Download files
Abstract
Primary Immune thrombocytopenia (ITP) is an autoimmune platelet disorder mediated by antiplatelet antibodies that cause platelet destruction and suppression of platelet production. The latter can be caused by the effect of ITP antibodies on various aspects of megakaryocytic development. Uncovering the effects of these antibodies on megakaryocytes (MKs), would enhance the understanding of the pathogenic mechanisms of ITP and may lead to improvement in treatment options. This thesis proposes that ITP antibodies bind MKs and directly inhibit their proplatelet formation thus impeding platelet production and contributing to the observed thrombocytopenia.
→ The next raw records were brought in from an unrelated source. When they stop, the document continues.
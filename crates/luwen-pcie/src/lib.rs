// SPDX-FileCopyrightText: © 2023 Tenstorrent Inc.
// SPDX-License-Identifier: Apache-2.0

use std::collections::{BTreeMap, BTreeSet};
use std::sync::{Arc, Mutex, MutexGuard};

use luwen_api::error::PlatformError;
use luwen_api::{
    DeviceBackend, DiscoveredCluster, DiscoveryEvent, NocId, PciDeviceInfo, PciEnumerator,
    TopologyDiscovery, TopologyDiscoveryOptions,
};
use luwen_kmd::{PciDevice, Tlb};

pub mod error;

pub use error::{open_error, pci_error};

fn device_info(device: &PciDevice) -> PciDeviceInfo {
    let physical = &device.physical;
    PciDeviceInfo {
        interface_id: device.id,
        vendor_id: physical.vendor_id,
        device_id: physical.device_id,
        subsystem_vendor_id: physical.subsystem_vendor_id,
        subsystem_id: physical.subsystem_id,
        bdf: format!(
            "{:04x}:{:02x}:{:02x}.{:x}",
            physical.pci_domain, physical.pci_bus, physical.slot, physical.pci_function
        ),
        arch: device.arch,
    }
}

/// A chip on the host bus driven through `/dev/tenstorrent`.
pub struct KmdBackend {
    device: Mutex<PciDevice>,
    info: PciDeviceInfo,
}

impl KmdBackend {
    pub fn open(interface_id: usize) -> Result<Self, PlatformError> {
        let device = PciDevice::open(interface_id).map_err(open_error)?;
        Ok(KmdBackend {
            info: device_info(&device),
            device: Mutex::new(device),
        })
    }

    fn device(&self) -> MutexGuard<'_, PciDevice> {
        self.device
            .lock()
            .unwrap_or_else(|poisoned| poisoned.into_inner())
    }

    fn tlb(noc: NocId, core: (u8, u8), addr: u64) -> Tlb {
        Tlb {
            local_offset: addr,
            x_end: core.0,
            y_end: core.1,
            noc_sel: noc.as_u8(),
            ..Default::default()
        }
    }
}

impl DeviceBackend for KmdBackend {
    fn info(&self) -> &PciDeviceInfo {
        &self.info
    }

    fn noc_read(
        &self,
        noc: NocId,
        core: (u8, u8),
        addr: u64,
        data: &mut [u8],
    ) -> Result<(), PlatformError> {
        self.device()
            .noc_read(Self::tlb(noc, core, addr), data)
            .map_err(|err| pci_error(self.info.interface_id, err))
    }

    fn noc_write(
        &self,
        noc: NocId,
        core: (u8, u8),
        addr: u64,
        data: &[u8],
    ) -> Result<(), PlatformError> {
        self.device()
            .noc_write(Self::tlb(noc, core, addr), data)
            .map_err(|err| pci_error(self.info.interface_id, err))
    }
}

/// Lists the character devices under `/dev/tenstorrent`.
#[derive(Clone, Copy, Debug, Default)]
pub struct KmdEnumerator;

impl PciEnumerator for KmdEnumerator {
    fn enumerate_devices(&self, targets: &BTreeSet<usize>) -> Result<Vec<usize>, PlatformError> {
        Ok(PciDevice::scan()
            .into_iter()
            .filter(|id| targets.is_empty() || targets.contains(id))
            .collect())
    }

    fn enumerate_devices_info(
        &self,
        targets: &BTreeSet<usize>,
    ) -> Result<BTreeMap<usize, PciDeviceInfo>, PlatformError> {
        let mut output = BTreeMap::new();
        for id in self.enumerate_devices(targets)? {
            match PciDevice::open(id) {
                Ok(device) => {
                    output.insert(id, device_info(&device));
                }
                Err(err) => tracing::warn!("Skipping /dev/tenstorrent/{id}: {err}"),
            }
        }
        Ok(output)
    }

    fn open(&self, interface_id: usize) -> Result<Arc<dyn DeviceBackend>, PlatformError> {
        Ok(Arc::new(KmdBackend::open(interface_id)?))
    }
}

/// Discover the cluster behind the local PCI devices with a progress spinner on stderr.
pub fn discover(options: TopologyDiscoveryOptions) -> Result<DiscoveredCluster, PlatformError> {
    let chip_detect_bar = indicatif::ProgressBar::new_spinner().with_style(
        indicatif::ProgressStyle::default_spinner()
            .template("{spinner:.green} Discovering chips (found {pos}) {msg}")
            .unwrap_or_else(|_| indicatif::ProgressStyle::default_spinner()),
    );

    let mut callback = |event: DiscoveryEvent| match event {
        DiscoveryEvent::PciChip { interface_id, .. } => {
            chip_detect_bar.inc(1);
            chip_detect_bar.set_message(format!("opened pci device {interface_id}"));
        }
        DiscoveryEvent::RemoteChip { location, via, .. } => {
            chip_detect_bar.inc(1);
            chip_detect_bar.set_message(format!("reached {location} through pci device {via}"));
        }
        DiscoveryEvent::LinkSkipped { channel, .. } => {
            chip_detect_bar.set_message(format!("skipped ethernet channel {channel}"));
        }
        DiscoveryEvent::Done { chips } => {
            chip_detect_bar.finish_with_message(format!("done, {chips} chips"));
        }
    };

    let enumerator = KmdEnumerator;
    TopologyDiscovery::new(&enumerator, options).discover_with(&mut callback)
}

#[cfg(test)]
mod tests {
    use super::*;

    #[test]
    #[cfg_attr(not(feature = "test_hardware"), ignore = "Requires hardware")]
    fn enumerate_local_devices() {
        let devices = KmdEnumerator
            .enumerate_devices_info(&BTreeSet::new())
            .unwrap();
        assert!(!devices.is_empty());
        for (id, info) in devices {
            assert_eq!(id, info.interface_id);
            assert_eq!(info.vendor_id, 0x1e52);
        }
    }

    #[test]
    #[cfg_attr(not(feature = "test_hardware"), ignore = "Requires hardware")]
    fn discover_local_cluster() {
        let cluster = discover(TopologyDiscoveryOptions::default()).unwrap();
        let desc = &cluster.descriptor;
        assert!(!desc.get_chips_with_mmio().is_empty());
        for chip in desc.get_all_chips() {
            assert!(desc.get_closest_mmio_capable_chip(chip).is_ok());
        }
    }
}
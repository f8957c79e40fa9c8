// SPDX-FileCopyrightText: © 2023 Tenstorrent Inc.
// SPDX-License-Identifier: Apache-2.0

//! Wormhole ethernet core layout and the erisc firmware's L1 address map.

use luwen_core::{EthCoord, EthernetChannel};

use crate::error::PlatformError;

/// NOC0 location of every ethernet core, indexed by channel.
pub const WH_ETH_CORES: [(u8, u8); 16] = [
    (9, 0),
    (1, 0),
    (8, 0),
    (2, 0),
    (7, 0),
    (3, 0),
    (6, 0),
    (4, 0),
    (9, 6),
    (1, 6),
    (8, 6),
    (2, 6),
    (7, 6),
    (3, 6),
    (6, 6),
    (4, 6),
];

pub const ETH_FW_VERSION_ADDR: u64 = 0x210;
pub const MIN_ETH_FW_VERSION: u32 = 0x060000;

pub const ETH_TRAINED: u32 = 1;

pub const PORT_UNKNOWN: u32 = 0;
pub const PORT_UNCONNECTED: u32 = 1;
pub const PORT_UP: u32 = 2;

const LOCAL_COORD_WORD: u64 = 2;
const TRAINING_STATUS_WORD: u64 = 1;
const REMOTE_SHELF_WORD: u64 = 9;
const REMOTE_RACK_WORD: u64 = 10;

pub fn eth_channel_of_core(core: (u8, u8)) -> Option<EthernetChannel> {
    WH_ETH_CORES
        .iter()
        .position(|&c| c == core)
        .map(|chan| chan as EthernetChannel)
}

pub fn eth_core_of_channel(channel: EthernetChannel) -> Option<(u8, u8)> {
    WH_ETH_CORES.get(channel as usize).copied()
}

#[derive(Clone, Debug, Default, PartialEq, Eq)]
pub struct EthAddresses {
    pub masked_version: u32,

    pub version: u64,
    pub node_info: u64,
    pub eth_conn_info: u64,
    pub results_buf: u64,
    pub heartbeat: u64,
    pub erisc_remote_board_type_offset: u64,
    pub erisc_local_board_type_offset: u64,
    pub erisc_remote_board_id_lo_offset: u64,
    pub erisc_local_board_id_lo_offset: u64,
    pub erisc_remote_eth_id_offset: u64,
}

impl EthAddresses {
    pub fn new(fw_version: u32) -> Result<Self, PlatformError> {
        let masked_version = fw_version & 0x00FFFFFF;

        if masked_version < MIN_ETH_FW_VERSION {
            return Err(PlatformError::UnsupportedFwVersion {
                version: Some(fw_version),
                required: MIN_ETH_FW_VERSION,
            });
        }

        let erisc_remote_board_type_offset;
        let erisc_local_board_type_offset;
        let erisc_remote_board_id_lo_offset;
        let erisc_local_board_id_lo_offset;
        let erisc_remote_eth_id_offset;

        if masked_version >= 0x06C000 {
            erisc_remote_board_type_offset = 77;
            erisc_local_board_type_offset = 69;
            erisc_remote_board_id_lo_offset = 72;
            erisc_local_board_id_lo_offset = 64;
            erisc_remote_eth_id_offset = 76;
        } else {
            erisc_remote_board_type_offset = 72;
            erisc_local_board_type_offset = 64;
            erisc_remote_board_id_lo_offset = 73;
            erisc_local_board_id_lo_offset = 65;
            erisc_remote_eth_id_offset = 77;
        }

        Ok(EthAddresses {
            masked_version,
            version: ETH_FW_VERSION_ADDR,
            node_info: 0x1100,
            eth_conn_info: 0x1200,
            results_buf: 0x1ec0,
            heartbeat: 0x1c,
            erisc_remote_board_type_offset,
            erisc_local_board_type_offset,
            erisc_remote_board_id_lo_offset,
            erisc_local_board_id_lo_offset,
            erisc_remote_eth_id_offset,
        })
    }

    pub fn training_status(&self) -> u64 {
        self.node_info + 4 * TRAINING_STATUS_WORD
    }

    pub fn port_status(&self, channel: EthernetChannel) -> u64 {
        self.eth_conn_info + 4 * channel as u64
    }

    pub fn local_coord(&self) -> u64 {
        self.node_info + 4 * LOCAL_COORD_WORD
    }

    pub fn remote_shelf(&self) -> u64 {
        self.node_info + 4 * REMOTE_SHELF_WORD
    }

    pub fn remote_rack(&self) -> u64 {
        self.node_info + 4 * REMOTE_RACK_WORD
    }

    /// Address of a word in the erisc results buffer.
    pub fn result_word(&self, offset: u64) -> u64 {
        self.results_buf + 4 * offset
    }
}

pub fn decode_local_coord(word: u32) -> EthCoord {
    EthCoord {
        cluster_id: 0,
        rack: (word & 0xFF) as u8,
        shelf: ((word >> 8) & 0xFF) as u8,
        x: ((word >> 16) & 0xFF) as u8,
        y: ((word >> 24) & 0xFF) as u8,
    }
}

pub fn encode_local_coord(coord: &EthCoord) -> u32 {
    (coord.rack as u32)
        | ((coord.shelf as u32) << 8)
        | ((coord.x as u32) << 16)
        | ((coord.y as u32) << 24)
}

/// Neighbour location from the rack and shelf words of `node_info`.
pub fn decode_remote_coord(rack_word: u32, shelf_word: u32) -> EthCoord {
    EthCoord {
        cluster_id: 0,
        rack: (rack_word & 0xFF) as u8,
        shelf: ((rack_word >> 8) & 0xFF) as u8,
        x: ((shelf_word >> 16) & 0x3F) as u8,
        y: ((shelf_word >> 22) & 0x3F) as u8,
    }
}

/// NOC0 location of the ethernet core on the far side of the link.
pub fn decode_remote_eth_core(shelf_word: u32) -> (u8, u8) {
    (
        ((shelf_word >> 4) & 0x3F) as u8,
        ((shelf_word >> 10) & 0x3F) as u8,
    )
}

/// Inverse of [`decode_remote_coord`] and [`decode_remote_eth_core`], returns (rack word, shelf word).
pub fn encode_remote_words(coord: &EthCoord, remote_core: (u8, u8)) -> (u32, u32) {
    let rack_word = (coord.rack as u32) | ((coord.shelf as u32) << 8);
    let shelf_word = (((remote_core.0 & 0x3F) as u32) << 4)
        | (((remote_core.1 & 0x3F) as u32) << 10)
        | (((coord.x & 0x3F) as u32) << 16)
        | (((coord.y & 0x3F) as u32) << 22);
    (rack_word, shelf_word)
}
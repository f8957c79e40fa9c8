// SPDX-FileCopyrightText: © 2023 Tenstorrent Inc.
// SPDX-License-Identifier: Apache-2.0

//! Cluster topology discovery and ethernet tunnelled NOC access for Tenstorrent devices.
//!
//! * [`core`] shared identifiers (architecture, board type, ethernet coordinates)
//! * [`api`] discovery, the cluster descriptor and the local/remote device handles
//! * [`kmd`] raw access to `/dev/tenstorrent`
//! * [`pci`] the kernel driver backend for [`api`]

pub use luwen_api as api;
pub use luwen_core as core;
pub use luwen_kmd as kmd;
pub use luwen_pcie as pci;

pub use luwen_api::error::PlatformError;
pub use luwen_api::{
    ClusterDescriptor, DiscoveredCluster, TTDevice, TopologyDiscovery, TopologyDiscoveryOptions,
};
pub use luwen_pcie::discover;
// SPDX-FileCopyrightText: © 2023 Tenstorrent Inc.
// SPDX-License-Identifier: Apache-2.0

//! NOC access to chips without a host mapping, tunnelled through the command queues of one
//! ethernet core on a directly attached chip.

use std::sync::atomic::{AtomicBool, AtomicU32, Ordering};
use std::sync::{Arc, Mutex, MutexGuard};
use std::time::{Duration, Instant};

use luwen_core::EthCoord;
use tracing::{trace, warn};

use crate::device::LocalDevice;
use crate::error::PlatformError;
use crate::noc_addr;
use crate::noc_port::{selected_noc, NocId};
use crate::queue::{
    data_buffer_addr, CmdFlags, CommandQueue, CoreMemory, QueueKind, QueueSnapshot,
    RoutingCommand, DATA_BUFFER_ADDR, DATA_BUFFER_SLOT_BYTES,
};

const WORD: usize = 4;
const BLOCK_ALIGN: u64 = 32;

#[derive(Clone, Debug)]
pub struct RemoteTransportConfig {
    /// Bound on every wait for queue space or a response.
    pub timeout: Duration,
    pub max_block_size: usize,
    pub data_buffer_addr: u64,
}

impl Default for RemoteTransportConfig {
    fn default() -> Self {
        RemoteTransportConfig {
            timeout: Duration::from_secs(5),
            max_block_size: DATA_BUFFER_SLOT_BYTES as usize,
            data_buffer_addr: DATA_BUFFER_ADDR,
        }
    }
}

/// Serialises users of one tunnel core. Shared by every remote device bound to that core.
#[derive(Debug)]
pub struct TunnelState {
    request: Mutex<()>,
    response: Mutex<()>,
    next_tag: AtomicU32,
    flush_pending: AtomicBool,
}

impl Default for TunnelState {
    fn default() -> Self {
        TunnelState {
            request: Mutex::new(()),
            response: Mutex::new(()),
            next_tag: AtomicU32::new(1),
            flush_pending: AtomicBool::new(false),
        }
    }
}

impl TunnelState {
    fn next_tag(&self) -> u32 {
        loop {
            let tag = self.next_tag.fetch_add(1, Ordering::Relaxed);
            // Zero is what firmware that does not echo tags leaves behind.
            if tag != 0 {
                return tag;
            }
        }
    }
}

fn lock(mutex: &Mutex<()>) -> MutexGuard<'_, ()> {
    mutex.lock().unwrap_or_else(|poisoned| poisoned.into_inner())
}

/// L1 of the tunnel core, always reached over NOC0.
pub struct TunnelCore<'a> {
    local: &'a LocalDevice,
    core: (u8, u8),
}

impl CoreMemory for TunnelCore<'_> {
    fn core(&self) -> (u8, u8) {
        self.core
    }

    fn read32(&self, addr: u64) -> Result<u32, PlatformError> {
        self.local.backend().noc_read32(NocId::Noc0, self.core, addr)
    }

    fn write32(&self, addr: u64, value: u32) -> Result<(), PlatformError> {
        self.local
            .backend()
            .noc_write32(NocId::Noc0, self.core, addr, value)
    }

    fn read_block(&self, addr: u64, data: &mut [u8]) -> Result<(), PlatformError> {
        self.local
            .backend()
            .noc_read(NocId::Noc0, self.core, addr, data)
    }

    fn write_block(&self, addr: u64, data: &[u8]) -> Result<(), PlatformError> {
        self.local
            .backend()
            .noc_write(NocId::Noc0, self.core, addr, data)
    }
}

/// How one piece of a transfer is carried.
#[derive(Clone, Copy, Debug, PartialEq, Eq)]
enum Step {
    /// Whole aligned word.
    Word,
    /// Part of the word at `addr & !3`, starting `skip` bytes in.
    PartialWord { skip: usize, len: usize },
    /// Block transfer of `len` bytes (a multiple of 4) of which `used` belong to the caller.
    Block { len: usize, used: usize },
}

impl Step {
    fn plan(addr: u64, remaining: usize, max_block: usize) -> Step {
        let misalign = (addr % WORD as u64) as usize;
        if misalign != 0 || remaining < WORD {
            return Step::PartialWord {
                skip: misalign,
                len: (WORD - misalign).min(remaining),
            };
        }

        if addr % BLOCK_ALIGN != 0 || remaining == WORD {
            return Step::Word;
        }

        let used = remaining.min(max_block);
        if used <= WORD {
            return Step::Word;
        }
        Step::Block {
            len: used.div_ceil(WORD) * WORD,
            used,
        }
    }

    fn consumed(&self) -> usize {
        match self {
            Step::Word => WORD,
            Step::PartialWord { len, .. } => *len,
            Step::Block { used, .. } => *used,
        }
    }
}

pub struct RemoteTransport {
    local: Arc<LocalDevice>,
    eth_core: (u8, u8),
    state: Arc<TunnelState>,
    config: RemoteTransportConfig,
}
19 ITP sera and purified IgGs were incubated with day 8-9 MKs, derived from cord blood haematopoietic stem cells (CD34+). At various days after treatment, the number of proplatelet-bearing MKs and platelets released in culture as well as the MK total numbers, maturation and apoptosis were assessed. 13 ITP antibodies significantly decreased the number of proplatelet-bearing MKs and this was accompanied by a decline in platelet release. Importantly, this occurred despite normal MK proliferation, differentiation and apoptotic status. In addition, this study shows that thrombopoietin receptor agonists (TPORAs), romiplostim and eltrombopag, reversed the deleterious effects of a proportion of ITP antibodies by restoring the MKs ability to form proplatelets.
This thesis investigated the capacity of ITP antibodies to activate the RhoA/ROCK pathway, which is known to inhibit proplatelet formation. It shows that ITP antibodies activate RhoA in Meg-01 cells. Also, they increased the percentage of cells positive for phosphorylated myosin light chain 2 (pMLC2), one of the downstream events following RhoA activation. Moreover, ITP antibodies increased the percentage of human glycoprotein (GP) IIb/IIIa-CHO cells (an ITP antibody target receptor) exhibiting stress fibers, one of the outcomes of the RhoA/ROCK pathway.
In conclusion, antiplatelet antibodies in ITP impair proplatelet formation by MKs and their ability to release platelets. This effect can be mediated by activation of the RhoA/ROCK pathway. Notably, TPORAs reverse the ITP-IgG inhibitory effects and rescue proplatelet formation.